Copy out the data below. Leave nothing out and alter nothing.

====== INPUT ======

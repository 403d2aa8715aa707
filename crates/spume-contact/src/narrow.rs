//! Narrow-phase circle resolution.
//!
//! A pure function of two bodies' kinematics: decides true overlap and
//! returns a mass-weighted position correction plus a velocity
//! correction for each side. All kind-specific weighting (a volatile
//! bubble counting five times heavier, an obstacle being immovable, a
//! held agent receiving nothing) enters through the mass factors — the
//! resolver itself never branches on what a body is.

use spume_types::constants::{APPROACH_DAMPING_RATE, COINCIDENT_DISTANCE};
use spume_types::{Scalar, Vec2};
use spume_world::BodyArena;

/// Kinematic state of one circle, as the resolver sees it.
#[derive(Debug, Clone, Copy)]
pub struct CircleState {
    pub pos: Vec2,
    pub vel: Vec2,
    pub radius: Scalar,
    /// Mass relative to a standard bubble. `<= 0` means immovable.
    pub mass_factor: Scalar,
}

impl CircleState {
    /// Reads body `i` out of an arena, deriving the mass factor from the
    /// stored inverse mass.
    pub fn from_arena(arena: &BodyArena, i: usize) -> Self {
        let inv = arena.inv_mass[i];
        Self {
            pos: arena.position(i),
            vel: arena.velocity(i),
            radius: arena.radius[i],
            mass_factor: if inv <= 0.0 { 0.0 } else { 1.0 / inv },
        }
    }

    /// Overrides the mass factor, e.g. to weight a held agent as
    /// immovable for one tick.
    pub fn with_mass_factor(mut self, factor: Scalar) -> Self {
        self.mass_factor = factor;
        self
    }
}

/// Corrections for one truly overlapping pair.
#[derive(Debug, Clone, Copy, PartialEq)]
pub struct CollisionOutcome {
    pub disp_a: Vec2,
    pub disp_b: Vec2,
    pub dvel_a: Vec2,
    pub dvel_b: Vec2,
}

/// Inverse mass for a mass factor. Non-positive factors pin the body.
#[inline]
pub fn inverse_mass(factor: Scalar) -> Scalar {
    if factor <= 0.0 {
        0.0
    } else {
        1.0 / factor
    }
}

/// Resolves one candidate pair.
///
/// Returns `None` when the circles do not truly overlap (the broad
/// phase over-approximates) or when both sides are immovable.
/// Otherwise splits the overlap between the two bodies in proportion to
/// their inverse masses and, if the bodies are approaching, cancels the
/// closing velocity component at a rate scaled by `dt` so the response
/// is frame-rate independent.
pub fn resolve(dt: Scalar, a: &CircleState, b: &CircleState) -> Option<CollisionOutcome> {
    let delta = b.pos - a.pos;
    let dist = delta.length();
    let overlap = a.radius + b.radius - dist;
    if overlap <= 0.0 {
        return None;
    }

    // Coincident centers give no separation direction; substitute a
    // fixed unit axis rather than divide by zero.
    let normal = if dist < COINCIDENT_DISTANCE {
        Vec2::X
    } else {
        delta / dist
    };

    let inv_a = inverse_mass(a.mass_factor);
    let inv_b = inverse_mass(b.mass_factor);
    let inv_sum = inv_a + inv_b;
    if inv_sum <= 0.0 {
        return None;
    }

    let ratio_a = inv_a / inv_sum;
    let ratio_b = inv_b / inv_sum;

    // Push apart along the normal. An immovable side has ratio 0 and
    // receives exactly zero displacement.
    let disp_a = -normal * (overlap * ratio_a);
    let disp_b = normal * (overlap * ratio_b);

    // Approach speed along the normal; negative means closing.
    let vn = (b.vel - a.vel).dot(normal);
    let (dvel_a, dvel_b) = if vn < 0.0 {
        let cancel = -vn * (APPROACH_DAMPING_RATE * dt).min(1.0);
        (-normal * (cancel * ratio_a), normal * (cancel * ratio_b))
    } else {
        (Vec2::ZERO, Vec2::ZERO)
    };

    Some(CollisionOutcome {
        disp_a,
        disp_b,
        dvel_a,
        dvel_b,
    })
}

======

WRITTEN RESPONSE ▸
repository 403d2aa8715aa707
filename crates/spume-contact/src/narrow.rs
//! Narrow-phase circle resolution.
//!
//! A pure function of two bodies' kinematics: decides true overlap and
//! returns a mass-weighted position correction plus a velocity
//! correction for each side. All kind-specific weighting (a volatile
//! bubble counting five times heavier, an obstacle being immovable, a
//! held agent receiving nothing) enters through the mass factors — the
//! resolver itself never branches on what a body is.

use spume_types::constants::{APPROACH_DAMPING_RATE, COINCIDENT_DISTANCE};
use spume_types::{Scalar, Vec2};
use spume_world::BodyArena;

/// Kinematic state of one circle, as the resolver sees it.
#[derive(Debug, Clone, Copy)]
pub struct CircleState {
    pub pos: Vec2,
    pub vel: Vec2,
    pub radius: Scalar,
    /// Mass relative to a standard bubble. `<= 0` means immovable.
    pub mass_factor: Scalar,
}

impl CircleState {
    /// Reads body `i` out of an arena, deriving the mass factor from the
    /// stored inverse mass.
    pub fn from_arena(arena: &BodyArena, i: usize) -> Self {
        let inv = arena.inv_mass[i];
        Self {
            pos: arena.position(i),
            vel: arena.velocity(i),
            radius: arena.radius[i],
            mass_factor: if inv <= 0.0 { 0.0 } else { 1.0 / inv },
        }
    }

    /// Overrides the mass factor, e.g. to weight a held agent as
    /// immovable for one tick.
    pub fn with_mass_factor(mut self, factor: Scalar) -> Self {
        self.mass_factor = factor;
        self
    }
}

/// Corrections for one truly overlapping pair.
#[derive(Debug, Clone, Copy, PartialEq)]
pub struct CollisionOutcome {
    pub disp_a: Vec2,
    pub disp_b: Vec2,
    pub dvel_a: Vec2,
    pub dvel_b: Vec2,
}

/// Inverse mass for a mass factor. Non-positive factors pin the body.
#[inline]
pub fn inverse_mass(factor: Scalar) -> Scalar {
    if factor <= 0.0 {
        0.0
    } else {
        1.0 / factor
    }
}

/// Resolves one candidate pair.
///
/// Returns `None` when the circles do not truly overlap (the broad
/// phase over-approximates) or when both sides are immovable.
/// Otherwise splits the overlap between the two bodies in proportion to
/// their inverse masses and, if the bodies are approaching, cancels the
/// closing velocity component at a rate scaled by `dt` so the response
/// is frame-rate independent.
pub fn resolve(dt: Scalar, a: &CircleState, b: &CircleState) -> Option<CollisionOutcome> {
    let delta = b.pos - a.pos;
    let dist = delta.length();
    let overlap = a.radius + b.radius - dist;
    if overlap <= 0.0 {
        return None;
    }

    // Coincident centers give no separation direction; substitute a
    // fixed unit axis rather than divide by zero.
    let normal = if dist < COINCIDENT_DISTANCE {
        Vec2::X
    } else {
        delta / dist
    };

    let inv_a = inverse_mass(a.mass_factor);
    let inv_b = inverse_mass(b.mass_factor);
    let inv_sum = inv_a + inv_b;
    if inv_sum <= 0.0 {
        return None;
    }

    let ratio_a = inv_a / inv_sum;
    let ratio_b = inv_b / inv_sum;

    // Push apart along the normal. An immovable side has ratio 0 and
    // receives exactly zero displacement.
    let disp_a = -normal * (overlap * ratio_a);
    let disp_b = normal * (overlap * ratio_b);

    // Approach speed along the normal; negative means closing.
    let vn = (b.vel - a.vel).dot(normal);
    let (dvel_a, dvel_b) = if vn < 0.0 {
        let cancel = -vn * (APPROACH_DAMPING_RATE * dt).min(1.0);
        (-normal * (cancel * ratio_a), normal * (cancel * ratio_b))
    } else {
        (Vec2::ZERO, Vec2::ZERO)
    };

    Some(CollisionOutcome {
        disp_a,
        disp_b,
        dvel_a,
        dvel_b,
    })
}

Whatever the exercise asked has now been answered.